To deploy these passengers, four burns will be performed by Soyuz’ Fregat upper stage, releasing the payloads in low Earth orbits at three different altitudes. Flight VS14 will have a nominal duration of 4 hours, 52 seconds from liftoff to separation of the final satellite passenger.
Sentinel-1B will be separated first from the Fregat upper stage, placing it at a planned altitude of 686 km. with an inclination of 98.18 degrees. With a liftoff mass of 2,164 kg., this Thales Alenia Space-built platform will join the space segment of Copernicus – the European Commission’s program with the European Space Agency (ESA). Sentinel-1B is designed to provide a comprehensive solution for radar surveillance of the environment and for security issues.
The three “Fly Your Satellite!” CubeSats are to be released in the mission’s second deployment phase, with a perigee of 453 km. and an apogee of 665 km. Fly Your Satellite! is an ESA initiative to offer European university students practical experience in key phases of a challenging, real satellite project.
Weighing 1 kg. each, the Fly Your Satellite! CubeSats are: OUTFI-1, from the University of Liège in Belgium, to demonstrate the D-STAR communications protocol; e-st@r-II, supplied by the Polytechnic institute in Turin, Italy as a demonstrator for a 3-axis attitude control system using the Earth’s magnetic field; and AAUSAT-4 from the University of Aalborg, Denmark, serving as demonstrator for the reception of signals from an Automatic Identification System (AIS), designed to identify and locate ships sailing offshore in coastal regions.
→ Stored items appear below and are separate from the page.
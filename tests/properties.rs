#![forbid(unsafe_code)]
use chrono::{Datelike, NaiveDate, Weekday};
use escala::{assign_rotation, service_days, Person, PersonId};
use proptest::prelude::*;
use rand::SeedableRng;
use rand_chacha::ChaCha8Rng;

const SERVICE_WEEKDAYS: [Weekday; 3] = [Weekday::Sun, Weekday::Wed, Weekday::Sat];

fn roster(leaders: usize, participants: usize) -> Vec<Person> {
    (0..leaders)
        .map(|i| Person::leader(format!("L{i}")))
        .chain((0..participants).map(|i| Person::participant(format!("P{i}"))))
        .collect()
}

/// Chaque membre reçoit un sous-ensemble des jours de service (masque 3 bits)
/// et éventuellement une date ponctuelle du mois.
fn with_unavailability(mut people: Vec<Person>, masks: &[(u8, Option<u32>)]) -> Vec<Person> {
    for (p, (mask, day)) in people.iter_mut().zip(masks) {
        for (bit, wd) in SERVICE_WEEKDAYS.iter().enumerate() {
            if mask & (1 << bit) != 0 {
                *p = p.clone().busy_every(*wd, format!("rec-{bit}"));
            }
        }
        if let Some(day) = day {
            let date = NaiveDate::from_ymd_opt(2024, 2, *day).unwrap();
            *p = p.clone().busy_on(date, "one-off");
        }
    }
    people
}

fn unavailable(p: &Person, date: NaiveDate) -> bool {
    let weekday = date.weekday().num_days_from_sunday() as u8;
    p.unavailable_days.iter().any(|u| u.day_of_week == weekday)
        || p.unavailable_dates.iter().any(|u| u.date == date)
}

fn find<'a>(people: &'a [Person], id: &PersonId) -> &'a Person {
    people.iter().find(|p| &p.id == id).unwrap()
}

proptest! {
    #[test]
    fn service_days_are_ordered_and_on_service_weekdays(month in 0u32..12, year in 1900i32..2200) {
        let days = service_days(month, year).unwrap();
        prop_assert!(!days.is_empty());
        prop_assert!(days.windows(2).all(|w| w[0] < w[1]));
        for day in &days {
            prop_assert_eq!(day.month0(), month);
            prop_assert!([0, 3, 6].contains(&day.weekday().num_days_from_sunday()));
        }
        prop_assert_eq!(service_days(month, year).unwrap(), days);
    }

    #[test]
    fn one_assignment_per_day_with_round_robin(
        leaders in 1usize..8,
        participants in 0usize..6,
        month in 0u32..12,
        seed in any::<u64>(),
    ) {
        let people = roster(leaders, participants);
        let days = service_days(month, 2024).unwrap();
        let out = assign_rotation(&days, &people, &mut ChaCha8Rng::seed_from_u64(seed)).unwrap();

        prop_assert_eq!(out.len(), days.len());
        for (a, day) in out.iter().zip(&days) {
            prop_assert_eq!(a.date, *day);
            prop_assert_eq!(a.covered_by.len(), if participants == 0 { 1 } else { 2 });
            prop_assert!(!a.has_conflict);
        }

        let opening = leaders.min(days.len());
        let mut firsts: Vec<_> = out
            .iter()
            .take(opening)
            .filter_map(|a| a.leader().cloned())
            .collect();
        firsts.sort_by(|a, b| a.as_str().cmp(b.as_str()));
        firsts.dedup();
        prop_assert_eq!(firsts.len(), opening);

        for p in people.iter().filter(|p| p.is_leader()) {
            let served = out.iter().filter(|a| a.leader() == Some(&p.id)).count();
            prop_assert!(served >= days.len() / leaders);
        }
    }

    #[test]
    fn has_conflict_matches_selected_members(
        masks in prop::collection::vec((0u8..8, prop::option::of(1u32..29)), 8),
        leaders in 1usize..5,
        seed in any::<u64>(),
    ) {
        let people = with_unavailability(roster(leaders, 8 - leaders), &masks);
        let days = service_days(1, 2024).unwrap();
        let out = assign_rotation(&days, &people, &mut ChaCha8Rng::seed_from_u64(seed)).unwrap();

        for a in &out {
            let team: Vec<&Person> = a.covered_by.iter().map(|id| find(&people, id)).collect();
            prop_assert_eq!(a.has_conflict, team.iter().any(|p| unavailable(p, a.date)));
            prop_assert_eq!(a.has_conflict, a.conflict_reason.is_some());
        }
    }
}
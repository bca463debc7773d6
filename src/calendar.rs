//! Calcul des jours de service d'un mois.
//!
//! Les mois sont indexés à partir de 0 (janvier = 0, décembre = 11).

use crate::scheduler::SchedError;
use chrono::{Datelike, NaiveDate, Weekday};

/// Jours de semaine couverts par l'équipe. Par défaut : dimanche, mercredi, samedi.
#[derive(Debug, Clone, Copy, PartialEq, Eq)]
pub struct ServicePattern {
    days: [bool; 7],
}

impl Default for ServicePattern {
    fn default() -> Self {
        Self::from_weekdays(&[Weekday::Sun, Weekday::Wed, Weekday::Sat])
    }
}

impl ServicePattern {
    pub fn from_weekdays(weekdays: &[Weekday]) -> Self {
        let mut days = [false; 7];
        for wd in weekdays {
            days[wd.num_days_from_sunday() as usize] = true;
        }
        Self { days }
    }

    pub fn includes(&self, date: NaiveDate) -> bool {
        self.days[date.weekday().num_days_from_sunday() as usize]
    }
}

/// Toutes les dates du mois, dans l'ordre.
pub fn month_dates(month: u32, year: i32) -> Result<Vec<NaiveDate>, SchedError> {
    if month > 11 {
        return Err(SchedError::InvalidMonth { month, year });
    }
    let first = NaiveDate::from_ymd_opt(year, month + 1, 1)
        .ok_or(SchedError::InvalidMonth { month, year })?;
    Ok(first
        .iter_days()
        .take_while(|d| d.month() == first.month())
        .collect())
}

/// Jours de service du mois selon le motif par défaut.
pub fn service_days(month: u32, year: i32) -> Result<Vec<NaiveDate>, SchedError> {
    service_days_with(ServicePattern::default(), month, year)
}

pub fn service_days_with(
    pattern: ServicePattern,
    month: u32,
    year: i32,
) -> Result<Vec<NaiveDate>, SchedError> {
    let mut days = month_dates(month, year)?;
    days.retain(|d| pattern.includes(*d));
    Ok(days)
}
Flight VS14’s final step will be the deployment of Microscope (the French acronym for: MICROSatellite à trainée Compensée pour l’Observation du Principe d’Equivalence), which was built by the CNES French space agency with assistance from ESA and other partners. The 303-kg. Microscope spacecraft will be deployed at an altitude of 711 km. with an inclination of 98.23 degrees, and is to test the equivalence principle described by Albert Einstein.